[Intel-xe] [PATCH v9 3/3] drm/xe/uapi: support pat_index selection with vm_bind
Matthew Auld
matthew.auld at intel.com
Thu Nov 16 08:35:40 UTC 2023
On 16/11/2023 03:59, Zhang, Carl wrote:
>> -----Original Message-----
>> From: Auld, Matthew <matthew.auld at intel.com>
>> Sent: Monday, November 13, 2023 5:17 PM
>>
>> On 13/11/2023 06:16, Zhang, Carl wrote:
>>>
>>>
>>>> -----Original Message-----
>>>> From: Auld, Matthew <matthew.auld at intel.com>
>>>> Sent: Thursday, November 9, 2023 11:42 PM
>>>>
>>>> Hi,
>>>>
>>>> On 09/11/2023 15:03, Zhang, Carl wrote:
>>>>> Hi Matthew,
>>>>> Sorry for the delay response, questions about this statement:
>>>>> "For imported dma-buf (from a different device) the coherency mode
>>>>> is also
>>>> implicit and must also be either 1WAY or 2WAY."
>>>>> 1. how about imported dma-buf from a same device/GPU? Same
>>>> requirement?
>>>>
>>>> For self-import (i.e same device) you can also use coh_none, however
>>>> it only works if it makes sense given the original cpu_caching. See
>>>> the prime_self_import_coh test here:
>>>>
>>>> https://patchwork.freedesktop.org/patch/566785/?series=124667&rev=9
>>>>
>>>> From KMD pov there is not much difference between self-import and
>>>> just some normal userspace object.
>>>>
>>>>> 2. how about the exporting side? If it was created as a UC, the
>>>>> coherency will
>>>> be treated as NONE, then it was exported , and imported by another
>>>> component, it should be implicit and be 1-way or 2way. KMD will
>>>> handle these difference?
>>>>
>>>> If it was imported from a difference device then KMD has no concept
>>>> of cpu_caching for that object. For now that means requiring 1way+.
>>>>
>>>> See the prime_external_import_coh test for example, in the same link
>>>> above. It uses vgem to create some object (but in principle it could
>>>> also be i915, amdgpu,
>>>> etc) which Xe then imports and maps using vm_bind
>>>> 1way+.
>>>>
>>>>> 3. about dma-buf, producer and consumer maybe set different
>>>>> cpu_caching? As you know, in producer side, may not know whether
>>>>> it will be exported during creation or
>>>>
>>>> With dma-buf only the producer controls the cpu_caching or equivalent.

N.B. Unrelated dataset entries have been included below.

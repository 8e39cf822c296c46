// Report serializers. Both take already-paginated pages and return bytes;
// they are CPU-bound and run inside tokio::task::spawn_blocking.

pub mod pdf;
pub mod xlsx;

use chrono::NaiveDate;
use serde::Serialize;

pub const REPORT_TITLE: &str = "Lab Submission Evaluation Report";

/// Who and when a report is for; printed in the title block of every format.
#[derive(Debug, Clone, Serialize)]
pub struct ReportMeta {
    pub student_name: String,
    pub student_roll: String,
    pub date: NaiveDate,
    pub app_version: String,
}

impl ReportMeta {
    /// Roll number reduced to characters safe in a download file name.
    pub fn file_stem(&self) -> String {
        let stem: String = self
            .student_roll
            .chars()
            .map(|c| {
                if c.is_ascii_alphanumeric() || c == '-' || c == '_' {
                    c
                } else {
                    '_'
                }
            })
            .collect();
        if stem.is_empty() {
            "student".to_string()
        } else {
            stem
        }
    }
}

#[cfg(test)]
pub(crate) fn sample_meta() -> ReportMeta {
    ReportMeta {
        student_name: "Ada Lovelace".to_string(),
        student_roll: "CS-2024/017".to_string(),
        date: NaiveDate::from_ymd_opt(2026, 3, 14).unwrap(),
        app_version: "0.1.0".to_string(),
    }
}
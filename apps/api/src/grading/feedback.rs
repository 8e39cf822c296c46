//! Parsing of the semi-structured evaluation text returned by the model.
//!
//! Everything here is total: a reply that is missing markers produces empty
//! fields, never an error.

use serde::{Deserialize, Serialize};

const OVERALL_GRADE_MARKER: &str = "OVERALL_GRADE:";
const DETAIL_MARKER: &str = "1. Correctness";
const SUMMARY_MARKER: &str = "Summary of Key Recommendations:";
const COMMENTS_MARKER: &str = "Additional Comments:";

// ────────────────────────────────────────────────────────────────────────────
// Types
// ────────────────────────────────────────────────────────────────────────────

/// One numbered criterion of the evaluation.
#[derive(Debug, Clone, Default, PartialEq, Serialize, Deserialize)]
pub struct CriterionFeedback {
    /// Criterion name without number or score range, e.g. "Code Quality".
    pub title: String,
    /// Upper bound from a "(0-N)" suffix, when present.
    pub max_score: Option<u32>,
    pub score: Option<String>,
    pub reasoning: String,
    pub areas_for_improvement: String,
    pub key_strengths: String,
}

impl CriterionFeedback {
    /// Leading numeric part of `score` ("4", "4/5", "4 out of 5" → 4.0).
    pub fn score_value(&self) -> Option<f64> {
        let score = self.score.as_deref()?.trim();
        let end = score
            .find(|c: char| !(c.is_ascii_digit() || c == '.'))
            .unwrap_or(score.len());
        score[..end].trim_end_matches('.').parse().ok()
    }
}

#[derive(Debug, Clone, Default, PartialEq, Serialize, Deserialize)]
pub struct Evaluation {
    pub overall_grade: Option<String>,
    pub criteria: Vec<CriterionFeedback>,
    pub recommendations: Vec<String>,
    pub additional_comments: String,
}

// ────────────────────────────────────────────────────────────────────────────
// Marker extraction
// ────────────────────────────────────────────────────────────────────────────

/// Text after the first `OVERALL_GRADE:` up to the end of that line.
pub fn overall_grade(feedback: &str) -> Option<String> {
    let (_, rest) = feedback.split_once(OVERALL_GRADE_MARKER)?;
    let grade = rest
        .lines()
        .next()
        .unwrap_or("")
        .trim_matches(|c: char| c == '*' || c.is_whitespace());
    (!grade.is_empty()).then(|| grade.to_string())
}

/// The feedback from the first criterion onward; empty when the marker is absent.
pub fn detailed_section(feedback: &str) -> &str {
    feedback
        .find(DETAIL_MARKER)
        .map(|idx| &feedback[idx..])
        .unwrap_or("")
}

// ────────────────────────────────────────────────────────────────────────────
// Structured parse
// ────────────────────────────────────────────────────────────────────────────

#[derive(Debug, Clone, Copy, PartialEq)]
enum Field {
    Score,
    Reasoning,
    Improvement,
    Strengths,
}

#[derive(Debug, Clone, Copy, PartialEq)]
enum Section {
    Preamble,
    Criterion(Option<Field>),
    Recommendations,
    Comments,
}

const FIELD_LABELS: &[(&str, Field)] = &[
    ("Score:", Field::Score),
    ("Reasoning:", Field::Reasoning),
    ("Areas for Improvement:", Field::Improvement),
    ("Key Strengths:", Field::Strengths),
];

/// Parses the full evaluation layout into structured fields.
pub fn parse_evaluation(feedback: &str) -> Evaluation {
    let mut evaluation = Evaluation {
        overall_grade: overall_grade(feedback),
        ..Evaluation::default()
    };
    let mut section = Section::Preamble;

    for raw in feedback.lines() {
        let line = normalize(raw);
        if line.is_empty() || line.starts_with(OVERALL_GRADE_MARKER) {
            continue;
        }

        if let Some(rest) = after_marker(&line, SUMMARY_MARKER) {
            section = Section::Recommendations;
            if !rest.is_empty() {
                evaluation.recommendations.push(strip_list_prefix(rest).to_string());
            }
            continue;
        }
        if let Some(rest) = after_marker(&line, COMMENTS_MARKER) {
            section = Section::Comments;
            append(&mut evaluation.additional_comments, rest);
            continue;
        }

        match section {
            Section::Recommendations => {
                evaluation.recommendations.push(strip_list_prefix(&line).to_string());
            }
            Section::Comments => append(&mut evaluation.additional_comments, &line),
            Section::Preamble | Section::Criterion(_) => {
                if let Some(criterion) = parse_criterion_heading(&line, evaluation.criteria.len() + 1)
                {
                    evaluation.criteria.push(criterion);
                    section = Section::Criterion(None);
                    continue;
                }
                let Some(current) = evaluation.criteria.last_mut() else {
                    continue;
                };
                if let Some((field, rest)) = field_label(&line) {
                    section = Section::Criterion(Some(field));
                    set_field(current, field, rest);
                } else if let Section::Criterion(Some(field)) = section {
                    set_field(current, field, &line);
                }
            }
        }
    }

    evaluation
}

/// Trims and drops markdown emphasis and bullet markers.
fn normalize(line: &str) -> String {
    line.replace("**", "")
        .trim()
        .trim_start_matches(|c: char| {
            c == '-' || c == '•' || c == '*' || c == '#' || c.is_whitespace()
        })
        .to_string()
}

/// Text after `marker` when the line opens with it; mentions mid-line do not count.
fn after_marker<'a>(line: &'a str, marker: &str) -> Option<&'a str> {
    line.strip_prefix(marker).map(str::trim)
}

/// Removes a leading "N." / "N)" list number.
fn strip_list_prefix(item: &str) -> &str {
    let digits = item.chars().take_while(|c| c.is_ascii_digit()).count();
    if digits == 0 {
        return item;
    }
    match item[digits..].strip_prefix(['.', ')']) {
        Some(rest) => rest.trim_start(),
        None => item,
    }
}

/// Recognises "N. Title (0-M):" where N is the expected next criterion number.
fn parse_criterion_heading(line: &str, expected: usize) -> Option<CriterionFeedback> {
    let (number, rest) = line.split_once('.')?;
    if number.trim().parse::<usize>().ok()? != expected {
        return None;
    }
    let rest = rest.trim().trim_end_matches(':').trim();
    if rest.is_empty() {
        return None;
    }

    let (title, max_score) = match rest.rfind('(') {
        Some(open) if rest.ends_with(')') => {
            let range = &rest[open + 1..rest.len() - 1];
            let max = range
                .split_once('-')
                .and_then(|(_, hi)| hi.trim().parse::<u32>().ok());
            (rest[..open].trim(), max)
        }
        _ => (rest, None),
    };

    Some(CriterionFeedback {
        title: title.to_string(),
        max_score,
        ..CriterionFeedback::default()
    })
}

fn field_label(line: &str) -> Option<(Field, &str)> {
    FIELD_LABELS
        .iter()
        .find_map(|(label, field)| line.strip_prefix(label).map(|rest| (*field, rest.trim())))
}

fn set_field(criterion: &mut CriterionFeedback, field: Field, text: &str) {
    match field {
        Field::Score => {
            if criterion.score.is_none() && !text.is_empty() {
                criterion.score = Some(text.to_string());
            }
        }
        Field::Reasoning => append(&mut criterion.reasoning, text),
        Field::Improvement => append(&mut criterion.areas_for_improvement, text),
        Field::Strengths => append(&mut criterion.key_strengths, text),
    }
}

fn append(target: &mut String, text: &str) {
    if text.is_empty() {
        return;
    }
    if !target.is_empty() {
        target.push('\n');
    }
    target.push_str(text);
}

#[cfg(test)]
mod tests {
    use super::*;

    const FEEDBACK: &str = "\
OVERALL_GRADE: 8

1. Correctness (0-5):
Score: 4
Reasoning: All tasks run, but the outlier filter uses the wrong threshold.
Areas for Improvement: Check the threshold against the assignment.
Key Strengths: Clean pandas usage.

2. Adherence to Instructions (0-5):
Score: 5
Reasoning: Every step requested is present.
Areas for Improvement: None.
Key Strengths: Follows the order of the template.

3. Code Quality (0-5):
Score: 3/5
Reasoning: Functions are long.
The plotting cell repeats code.
Areas for Improvement:
- Extract helpers
- Name variables clearly
Key Strengths: Comments are present.

4. Explanation Quality (0-5):
Score: 4
Reasoning: Markdown cells explain results.
Areas for Improvement: Discuss limitations.
Key Strengths: Clear conclusions.

Summary of Key Recommendations:
1. Fix the outlier threshold.
2. Split long functions.
3. Discuss limitations.

Additional Comments: Good work overall.
Keep it up.";

    #[test]
    fn test_overall_grade_extracted() {
        assert_eq!(overall_grade(FEEDBACK), Some("8".to_string()));
        assert_eq!(overall_grade("OVERALL_GRADE:   7/10  \n1."), Some("7/10".to_string()));
    }

    #[test]
    fn test_overall_grade_missing_marker() {
        assert_eq!(overall_grade("no grade here"), None);
        assert_eq!(overall_grade("OVERALL_GRADE:\n"), None);
    }

    #[test]
    fn test_detailed_section_starts_at_first_criterion() {
        let detail = detailed_section(FEEDBACK);
        assert!(detail.starts_with("1. Correctness (0-5):"));
        assert!(!detail.contains("OVERALL_GRADE"));
    }

    #[test]
    fn test_detailed_section_missing_marker_is_empty() {
        assert_eq!(detailed_section("Error with the API"), "");
    }

    #[test]
    fn test_parse_full_evaluation() {
        let evaluation = parse_evaluation(FEEDBACK);
        assert_eq!(evaluation.overall_grade.as_deref(), Some("8"));
        assert_eq!(evaluation.criteria.len(), 4);

        let titles: Vec<&str> = evaluation.criteria.iter().map(|c| c.title.as_str()).collect();
        assert_eq!(
            titles,
            vec![
                "Correctness",
                "Adherence to Instructions",
                "Code Quality",
                "Explanation Quality"
            ]
        );
        assert!(evaluation.criteria.iter().all(|c| c.max_score == Some(5)));

        let correctness = &evaluation.criteria[0];
        assert_eq!(correctness.score.as_deref(), Some("4"));
        assert_eq!(correctness.key_strengths, "Clean pandas usage.");

        assert_eq!(
            evaluation.recommendations,
            vec![
                "Fix the outlier threshold.",
                "Split long functions.",
                "Discuss limitations."
            ]
        );
        assert_eq!(evaluation.additional_comments, "Good work overall.\nKeep it up.");
    }

    #[test]
    fn test_multiline_fields_are_joined() {
        let evaluation = parse_evaluation(FEEDBACK);
        let quality = &evaluation.criteria[2];
        assert_eq!(
            quality.reasoning,
            "Functions are long.\nThe plotting cell repeats code."
        );
        assert_eq!(
            quality.areas_for_improvement,
            "Extract helpers\nName variables clearly"
        );
        assert_eq!(quality.score_value(), Some(3.0));
    }

    #[test]
    fn test_markdown_emphasis_is_tolerated() {
        let evaluation = parse_evaluation(
            "**OVERALL_GRADE:** 6\n**1. Correctness (0-5):**\n- **Score:** 3\n- **Reasoning:** ok",
        );
        assert_eq!(evaluation.overall_grade.as_deref(), Some("6"));
        assert_eq!(evaluation.criteria.len(), 1);
        assert_eq!(evaluation.criteria[0].score.as_deref(), Some("3"));
        assert_eq!(evaluation.criteria[0].reasoning, "ok");
    }

    #[test]
    fn test_numbered_point_inside_reasoning_is_not_a_criterion() {
        let evaluation = parse_evaluation(
            "1. Correctness (0-5):\nReasoning: two issues\n1. first issue\n2. Adherence (0-5):\nScore: 5",
        );
        // "1. first issue" is not the expected criterion number 2.
        assert_eq!(evaluation.criteria.len(), 2);
        assert_eq!(
            evaluation.criteria[0].reasoning,
            "two issues\n1. first issue"
        );
        assert_eq!(evaluation.criteria[1].title, "Adherence");
    }

    #[test]
    fn test_section_markers_mid_line_stay_in_criterion() {
        let evaluation = parse_evaluation(
            "1. Correctness (0-5):\n\
             Reasoning: see Additional Comments: below\n\
             Areas for Improvement: follow the Summary of Key Recommendations: list\n\
             ### Additional Comments:\n\
             Solid effort.",
        );
        let correctness = &evaluation.criteria[0];
        assert_eq!(correctness.reasoning, "see Additional Comments: below");
        assert_eq!(
            correctness.areas_for_improvement,
            "follow the Summary of Key Recommendations: list"
        );
        assert!(evaluation.recommendations.is_empty());
        assert_eq!(evaluation.additional_comments, "Solid effort.");
    }

    #[test]
    fn test_unstructured_reply_yields_empty_evaluation() {
        let evaluation = parse_evaluation("Error with OpenAI API: timeout");
        assert_eq!(evaluation, Evaluation::default());
    }

    #[test]
    fn test_score_value_variants() {
        let with = |s: &str| CriterionFeedback {
            score: Some(s.to_string()),
            ..CriterionFeedback::default()
        };
        assert_eq!(with("4").score_value(), Some(4.0));
        assert_eq!(with("4.5 out of 5").score_value(), Some(4.5));
        assert_eq!(with("n/a").score_value(), None);
        assert_eq!(CriterionFeedback::default().score_value(), None);
    }
}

>>>> The consumer can only control how they wish to map it on the gpu, i.e
>>>> the PAT index.
>>>>
>>>
>>> Actually, my question is focus on whether producer and consumer could
>>> set different PAT_index, from current discussion:
>>> it is "yes" for GPU caching part
>>> but is "no" for CPU caching part & coherency part? --- if it also is
>>> "yes", there
>>
>> The coherency part was removed from the uapi (i.e gem_create.coh_mode),
>> which just leaves the gem_create.cpu_caching. The cpu_caching is not a PAT
>> index attribute on the GPU, it is just about controlling how the KMD is meant
>> allocate the memory. The memory is allocated as either wb or wc, which is
>> then immutable.
>>
>>> are no any concern. Producer and consumer could use totally different
>>> PAT_index without conflict .
>>
>> Right, producer and consumer could use different PAT index.
>>
>>>
>>> I use one example to describe my question (same device):
>>> Media decode one frame, then share it to compute to do AI inference.
>>> Media does not know whether compute will do some additional CPU access.
>>>
>>> Media create the surfaces (CPU caching : None, coherency: None,
>>
>> Not sure what is "CPU caching : None"? Or is this just cpu_caching=wc ?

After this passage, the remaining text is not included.